PDF(Pubmed)
Abstract:
KRAS is a small GTPase, ubiquitously expressed in mammalian cells, that functions as a molecular switch to regulate cell proliferation and differentiation. Oncogenic mutations that render KRAS constitutively active occur frequently in human cancers. KRAS must localize to the plasma membrane (PM) for biological activity. KRAS PM binding is mediated by interactions of the KRAS membrane anchor with phosphatidylserine (PtdSer), therefore, depleting PM PtdSer content abrogates KRAS PM binding and oncogenic function.

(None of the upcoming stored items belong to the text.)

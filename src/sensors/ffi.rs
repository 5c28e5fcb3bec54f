/*
 * Copyright (C) 2025 Pedro Henrique / phdev13
 *
 * File: src/sensors/ffi.rs
 *
 * This file contains the Foreign Function Interface (FFI) bindings for the
 * C-ABI shim around the MPU6050 I2C driver and its DMP firmware library
 * (`libmpu6050_dmp.so`). The library is resolved at runtime with
 * `libloading`, so the daemon builds and runs without it. A missing library
 * is reported as a device initialization failure instead of a link error.
 *
 * The `DmpLibrary` struct keeps the `Library` alive for as long as the
 * resolved function pointers are in use and implements the safe
 * `DmpDevice` contract on top of them.
 *
 * Dependencies:
 *   - libloading: For loading the shared library and resolving symbols.
 *   - log: For structured logging.
 *
 * SPDX-License-Identifier: AGPL-3.0 license
 */

#![allow(non_camel_case_types)]

use super::{DmpDevice, DmpStatus, SensorError};
use libloading::Library;
use std::path::Path;

type mpu_void_fn = unsafe extern "C" fn();
type mpu_bool_fn = unsafe extern "C" fn() -> bool;
type mpu_u8_fn = unsafe extern "C" fn() -> u8;
type mpu_u16_fn = unsafe extern "C" fn() -> u16;
type mpu_set_bool_fn = unsafe extern "C" fn(enabled: bool);
type mpu_read_fn = unsafe extern "C" fn(data: *mut u8, length: u8);

/// Exported symbol names, NUL-terminated for `Library::get`.
mod symbols {
    pub const INITIALIZE: &[u8] = b"mpu6050_initialize\0";
    pub const TEST_CONNECTION: &[u8] = b"mpu6050_test_connection\0";
    pub const DMP_INITIALIZE: &[u8] = b"mpu6050_dmp_initialize\0";
    pub const SET_DMP_ENABLED: &[u8] = b"mpu6050_set_dmp_enabled\0";
    pub const GET_INT_STATUS: &[u8] = b"mpu6050_get_int_status\0";
    pub const DMP_GET_FIFO_PACKET_SIZE: &[u8] = b"mpu6050_dmp_get_fifo_packet_size\0";
    pub const GET_FIFO_COUNT: &[u8] = b"mpu6050_get_fifo_count\0";
    pub const GET_FIFO_BYTES: &[u8] = b"mpu6050_get_fifo_bytes\0";
    pub const RESET_FIFO: &[u8] = b"mpu6050_reset_fifo\0";
}

/// Resolved entry points of the device library.
#[derive(Clone, Copy)]
struct DmpVtable {
    initialize: mpu_void_fn,
    test_connection: mpu_bool_fn,
    dmp_initialize: mpu_u8_fn,
    set_dmp_enabled: mpu_set_bool_fn,
    get_int_status: mpu_u8_fn,
    dmp_get_fifo_packet_size: mpu_u16_fn,
    get_fifo_count: mpu_u16_fn,
    get_fifo_bytes: mpu_read_fn,
    reset_fifo: mpu_void_fn,
}

/// A loaded MPU6050 DMP device library.
pub struct DmpLibrary {
    vtable: DmpVtable,
    path: String,
    // Must outlive every call through `vtable`.
    _library: Library,
}

impl DmpLibrary {
    /// Loads the device library and resolves every required symbol.
    ///
    /// # Safety
    ///
    /// Loading a shared library runs its initializers, and the resolved
    /// symbols are trusted to have the signatures listed in `symbols`. The
    /// caller must trust the library at `path`.
    pub unsafe fn open(path: impl AsRef<Path>) -> Result<Self, SensorError> {
        let path_str = path.as_ref().display().to_string();
        log::debug!("Loading device library from: {}", path_str);

        let library = Library::new(path.as_ref()).map_err(|e| SensorError::LibraryLoad {
            path: path_str.clone(),
            source: e,
        })?;

        let vtable = DmpVtable {
            initialize: resolve(&library, &path_str, symbols::INITIALIZE)?,
            test_connection: resolve(&library, &path_str, symbols::TEST_CONNECTION)?,
            dmp_initialize: resolve(&library, &path_str, symbols::DMP_INITIALIZE)?,
            set_dmp_enabled: resolve(&library, &path_str, symbols::SET_DMP_ENABLED)?,
            get_int_status: resolve(&library, &path_str, symbols::GET_INT_STATUS)?,
            dmp_get_fifo_packet_size: resolve(
                &library,
                &path_str,
                symbols::DMP_GET_FIFO_PACKET_SIZE,
            )?,
            get_fifo_count: resolve(&library, &path_str, symbols::GET_FIFO_COUNT)?,
            get_fifo_bytes: resolve(&library, &path_str, symbols::GET_FIFO_BYTES)?,
            reset_fifo: resolve(&library, &path_str, symbols::RESET_FIFO)?,
        };

        log::info!("Device library loaded: {}", path_str);
        Ok(Self {
            vtable,
            path: path_str,
            _library: library,
        })
    }

    /// Path the library was loaded from.
    pub fn path(&self) -> &str {
        &self.path
    }
}

/// Looks up one symbol and copies the function pointer out of the library.
unsafe fn resolve<T: Copy>(library: &Library, path: &str, symbol: &[u8]) -> Result<T, SensorError> {
    library
        .get::<T>(symbol)
        .map(|sym| *sym)
        .map_err(|e| SensorError::SymbolNotFound {
            path: path.to_string(),
            symbol: String::from_utf8_lossy(symbol.strip_suffix(b"\0").unwrap_or(symbol))
                .into_owned(),
            source: e,
        })
}

// The library functions take no pointers except `get_fifo_bytes`, whose
// buffer and length are derived from the same slice below.
impl DmpDevice for DmpLibrary {
    fn initialize(&mut self) {
        unsafe { (self.vtable.initialize)() }
    }

    fn test_connection(&mut self) -> bool {
        unsafe { (self.vtable.test_connection)() }
    }

    fn dmp_initialize(&mut self) -> DmpStatus {
        DmpStatus::from(unsafe { (self.vtable.dmp_initialize)() })
    }

    fn set_dmp_enabled(&mut self, enabled: bool) {
        unsafe { (self.vtable.set_dmp_enabled)(enabled) }
    }

    fn int_status(&mut self) -> u8 {
        unsafe { (self.vtable.get_int_status)() }
    }

    fn dmp_packet_size(&mut self) -> u16 {
        unsafe { (self.vtable.dmp_get_fifo_packet_size)() }
    }

    fn fifo_count(&mut self) -> u16 {
        unsafe { (self.vtable.get_fifo_count)() }
    }

    fn fifo_bytes(&mut self, buf: &mut [u8]) {
        let length = u8::try_from(buf.len()).unwrap_or(u8::MAX);
        unsafe { (self.vtable.get_fifo_bytes)(buf.as_mut_ptr(), length) }
    }

    fn reset_fifo(&mut self) {
        unsafe { (self.vtable.reset_fifo)() }
    }
}

#[cfg(test)]
mod tests {
    use super::*;

    #[test]
    fn test_missing_library_is_a_load_error() {
        let result = unsafe { DmpLibrary::open("/nonexistent/libmpu6050_dmp.so") };
        match result {
            Err(SensorError::LibraryLoad { path, .. }) => {
                assert_eq!(path, "/nonexistent/libmpu6050_dmp.so");
            }
            Err(other) => panic!("unexpected error: {}", other),
            Ok(_) => panic!("library should not load"),
        }
    }

    #[test]
    fn test_symbol_names_are_nul_terminated() {
        for symbol in [
            symbols::INITIALIZE,
            symbols::TEST_CONNECTION,
            symbols::DMP_INITIALIZE,
            symbols::SET_DMP_ENABLED,
            symbols::GET_INT_STATUS,
            symbols::DMP_GET_FIFO_PACKET_SIZE,
            symbols::GET_FIFO_COUNT,
            symbols::GET_FIFO_BYTES,
            symbols::RESET_FIFO,
        ] {
            assert_eq!(symbol.last(), Some(&0));
            assert!(symbol.starts_with(b"mpu6050_"));
        }
    }
}
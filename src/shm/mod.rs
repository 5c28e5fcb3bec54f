/*
 * Copyright (C) 2025 Pedro Henrique / phdev13
 *
 * File: src/shm/mod.rs
 *
 * The shared-memory mailbox that carries the latest orientation to other
 * processes on the host: one named POSIX object, one writer (this daemon),
 * any number of readers, and a single fixed-width text record.
 *
 * SPDX-License-Identifier: AGPL-3.0 license
 */

//! # Shared Memory Channel

/// The writer side: create, write, close.
pub mod channel;
/// Read-only consumer mapping.
pub mod reader;
/// Record text format.
pub mod record;

pub use channel::SharedChannel;
pub use reader::ChannelReader;

use thiserror::Error;

/// Errors raised while setting up or writing the channel.
#[derive(Debug, Error)]
pub enum ChannelError {
    /// The object name cannot be used with `shm_open`.
    #[error("Invalid shared memory name '{name}': {reason}")]
    InvalidName {
        /// The rejected name.
        name: String,
        /// Why it was rejected.
        reason: String,
    },

    /// The requested capacity cannot hold a full record and its terminator.
    #[error("Channel capacity {capacity} is too small (need at least {required} bytes)")]
    CapacityTooSmall {
        /// Requested capacity.
        capacity: usize,
        /// Minimum capacity.
        required: usize,
    },

    /// `shm_open` failed.
    #[error("Failed to open shared memory '{name}': {source}")]
    Create {
        /// Object name.
        name: String,
        /// OS error.
        #[source]
        source: std::io::Error,
    },

    /// `ftruncate` failed.
    #[error("Failed to size shared memory '{name}': {source}")]
    Resize {
        /// Object name.
        name: String,
        /// OS error.
        #[source]
        source: std::io::Error,
    },

    /// `mmap` failed.
    #[error("Failed to map shared memory '{name}': {source}")]
    Map {
        /// Object name.
        name: String,
        /// OS error.
        #[source]
        source: std::io::Error,
    },

    /// A reader asked to map more bytes than the object holds.
    #[error("Shared memory '{name}' is {size} bytes, cannot map {capacity}")]
    ObjectTooSmall {
        /// Object name.
        name: String,
        /// Requested mapping length.
        capacity: usize,
        /// Actual object size.
        size: usize,
    },

    /// A record longer than the region was offered.
    #[error("Record of {len} bytes does not fit a {capacity}-byte channel")]
    RecordTooLong {
        /// Record length without terminator.
        len: usize,
        /// Channel capacity.
        capacity: usize,
    },

    /// The channel was already closed.
    #[error("Channel is closed")]
    Closed,
}

/// Destination for formatted records.
pub trait Publisher {
    /// Replaces the current record with `text`.
    fn publish(&mut self, text: &str) -> Result<(), ChannelError>;
}
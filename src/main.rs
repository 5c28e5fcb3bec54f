/*
 * Copyright (C) 2025 Pedro Henrique / phdev13
 *
 * File: src/main.rs
 *
 * This is the main entry point for the imud daemon. It initializes the
 * components in order (configuration, logging, shared-memory channel, SIGINT
 * trap, sensor) and then runs the acquisition loop until interrupted.
 *
 * Startup failures before the sensor exit with status 2. A sensor that cannot
 * be brought up is logged and leaves the daemon idle, still holding the
 * channel, until SIGINT. An interrupt always unlinks the channel and exits
 * with status 1.
 *
 * SPDX-License-Identifier: AGPL-3.0 license
 */

use std::process;

use imud::config::{ConfigLoader, ImudConfig};
use imud::error::{ImudError, ImudResult};
use imud::sensors::ffi::DmpLibrary;
use imud::sensors::session::SensorSession;
use imud::shm::SharedChannel;
use imud::shutdown::{self, ShutdownToken};
use imud::workers::AcquisitionLoop;

/// Exit status after an interrupt.
const EXIT_INTERRUPTED: i32 = 1;
/// Exit status when the daemon could not start.
const EXIT_STARTUP_FAILED: i32 = 2;

#[tokio::main(flavor = "current_thread")]
async fn main() {
    // --- 1. Configuration and Logging ---

    // The logger is not up yet, so these failures go straight to stderr.
    let config = match ConfigLoader::new().load() {
        Ok(config) => config,
        Err(e) => {
            eprintln!("imud: {}", ImudError::from(e));
            process::exit(EXIT_STARTUP_FAILED);
        }
    };
    if let Err(e) = imud::logging::init_logging(&config.logging) {
        eprintln!("imud: {}", ImudError::from(e));
        process::exit(EXIT_STARTUP_FAILED);
    }

    log::info!("imud {} starting", env!("CARGO_PKG_VERSION"));

    // --- 2. Channel and Signal Trap ---

    let (channel, token) = match start(&config) {
        Ok(started) => started,
        Err(e) => {
            log::error!("Startup failed: {}", e);
            process::exit(EXIT_STARTUP_FAILED);
        }
    };

    // --- 3. Run Until Interrupted ---

    let mut channel = acquire(&config, channel, token).await;

    // --- 4. Cleanup ---

    channel.close();
    log::info!("Channel '{}' released, exiting", channel.name());
    log::logger().flush();
    process::exit(EXIT_INTERRUPTED);
}

/// Opens the channel and arms the interrupt handler.
///
/// The channel is opened first so that an early interrupt still finds
/// something to release.
fn start(config: &ImudConfig) -> ImudResult<(SharedChannel, ShutdownToken)> {
    let channel = SharedChannel::open(&config.channel.name, config.channel.capacity)?;
    log::info!(
        "Channel '{}' open ({} bytes)",
        channel.name(),
        channel.capacity()
    );

    let (trigger, token) = shutdown::channel();
    shutdown::install_interrupt_handler(trigger).map_err(ImudError::Signal)?;
    Ok((channel, token))
}

/// Brings the sensor up and polls it until shutdown, returning the channel.
async fn acquire(
    config: &ImudConfig,
    channel: SharedChannel,
    mut token: ShutdownToken,
) -> SharedChannel {
    let library_path = &config.sensor.library_path;

    // SAFETY: the configured path is trusted to be the MPU6050 DMP library
    // built against the ABI declared in `sensors::ffi`.
    let library = match unsafe { DmpLibrary::open(library_path) } {
        Ok(library) => library,
        Err(e) => {
            log::error!("{}", ImudError::from(e));
            log::warn!("No sensor available; idling until interrupted");
            token.requested().await;
            return channel;
        }
    };

    let mut session = SensorSession::new(library);
    if let Err(e) = session.initialize() {
        log::error!("{}", ImudError::from(e));
        log::warn!(
            "Sensor behind '{}' not ready; no readings will be published",
            session.device().path()
        );
    }

    tokio::time::sleep(config.startup_delay()).await;

    let mut worker = AcquisitionLoop::new(session, channel, config.loop_settings());
    worker.run(&mut token).await;

    let (_, channel) = worker.into_parts();
    channel
}
/*
 * Copyright (C) 2025 Pedro Henrique / phdev13
 *
 * File: src/error.rs
 *
 * The crate-wide error type. Each module keeps its own error enum; this one
 * only collects them so that `main` can report any startup failure through a
 * single path.
 *
 * Dependencies:
 *   - thiserror: For ergonomic error enum definitions.
 *
 * SPDX-License-Identifier: AGPL-3.0 license
 */

use thiserror::Error;

/// The unified error type for the daemon.
#[derive(Debug, Error)]
pub enum ImudError {
    /// Configuration could not be resolved.
    #[error("Configuration Error: {0}")]
    Config(#[from] crate::config::ConfigError),

    /// The global logger could not be installed.
    #[error("Logging Error: {0}")]
    Logging(#[from] fern::InitError),

    /// The shared-memory channel failed.
    #[error("Channel Error: {0}")]
    Channel(#[from] crate::shm::ChannelError),

    /// The device library or DMP failed.
    #[error("Sensor Error: {0}")]
    Sensor(#[from] crate::sensors::SensorError),

    /// The interrupt handler could not be registered.
    #[error("Signal Error: {0}")]
    Signal(#[source] std::io::Error),
}

pub type ImudResult<T> = Result<T, ImudError>;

From a genome-wide siRNA screen to search for genes that regulate KRAS PM localization, we identified a set of phosphatidylinositol (PI) 3-phosphatase family members: myotubularin-related (MTMR) proteins 2, 3, 4 and 7. Here we show that knockdown of MTMR 2/3/4/7 expression disrupts KRAS PM interactions. The molecular mechanism involves depletion of PM PI 4-phosphate (PI4P) levels, which in turn disrupts the subcellular localization and operation of oxysterol-binding protein related protein (ORP) 5, a PtdSer lipid transfer protein that maintains PM PtdSer content. Concomitantly, silencing MTMR 2/3/4/7 expression elevates PM levels of PI3P and reduces PM and total cellular levels of PtdSer. In summary we propose that the PI 3-phosphatase activity provided by MTMR proteins is required to generate PM PI for the synthesis of PM PI4P, which in turn, promotes the PM localization of PtdSer and KRAS.
摘要:
KRAS是一种小的GTPase,在哺乳动物细胞中普遍表达,作为调节细胞增殖和分化的分子开关。使KRAS具有组成活性的致癌突变在人类癌症中频繁发生。KRAS必须定位于质膜(PM)以获得生物活性。KRASPM结合由KRAS膜锚与磷脂酰丝氨酸(PtdSer)的相互作用介导,因此,消耗PMPtdSer含量消除了KRASPM结合和致癌功能。从全基因组siRNA筛选中寻找调节KRASPM定位的基因,我们确定了一组磷脂酰肌醇(PI)3-磷酸酶家族成员:肌管蛋白相关(MTMR)蛋白2,3,4和7。在这里,我们显示了MTMR2/3/4/7表达的敲低会破坏KRASPM相互作用。分子机制涉及PMPI4-磷酸(PI4P)水平的消耗,反过来又破坏了氧固醇结合蛋白相关蛋白(ORP)5的亚细胞定位和操作,该蛋白是PtdSer脂质转移蛋白,可维持PMPtdSer含量。同时,沉默MTMR2/3/4/7表达会提高PI3P的PM水平,并降低PM和PtdSer的总细胞水平。总之,我们建议MTMR蛋白提供的PI3-磷酸酶活性是产生PMPI合成PMPI4P所必需的,反过来,促进PtdSer和KRAS的PM本地化。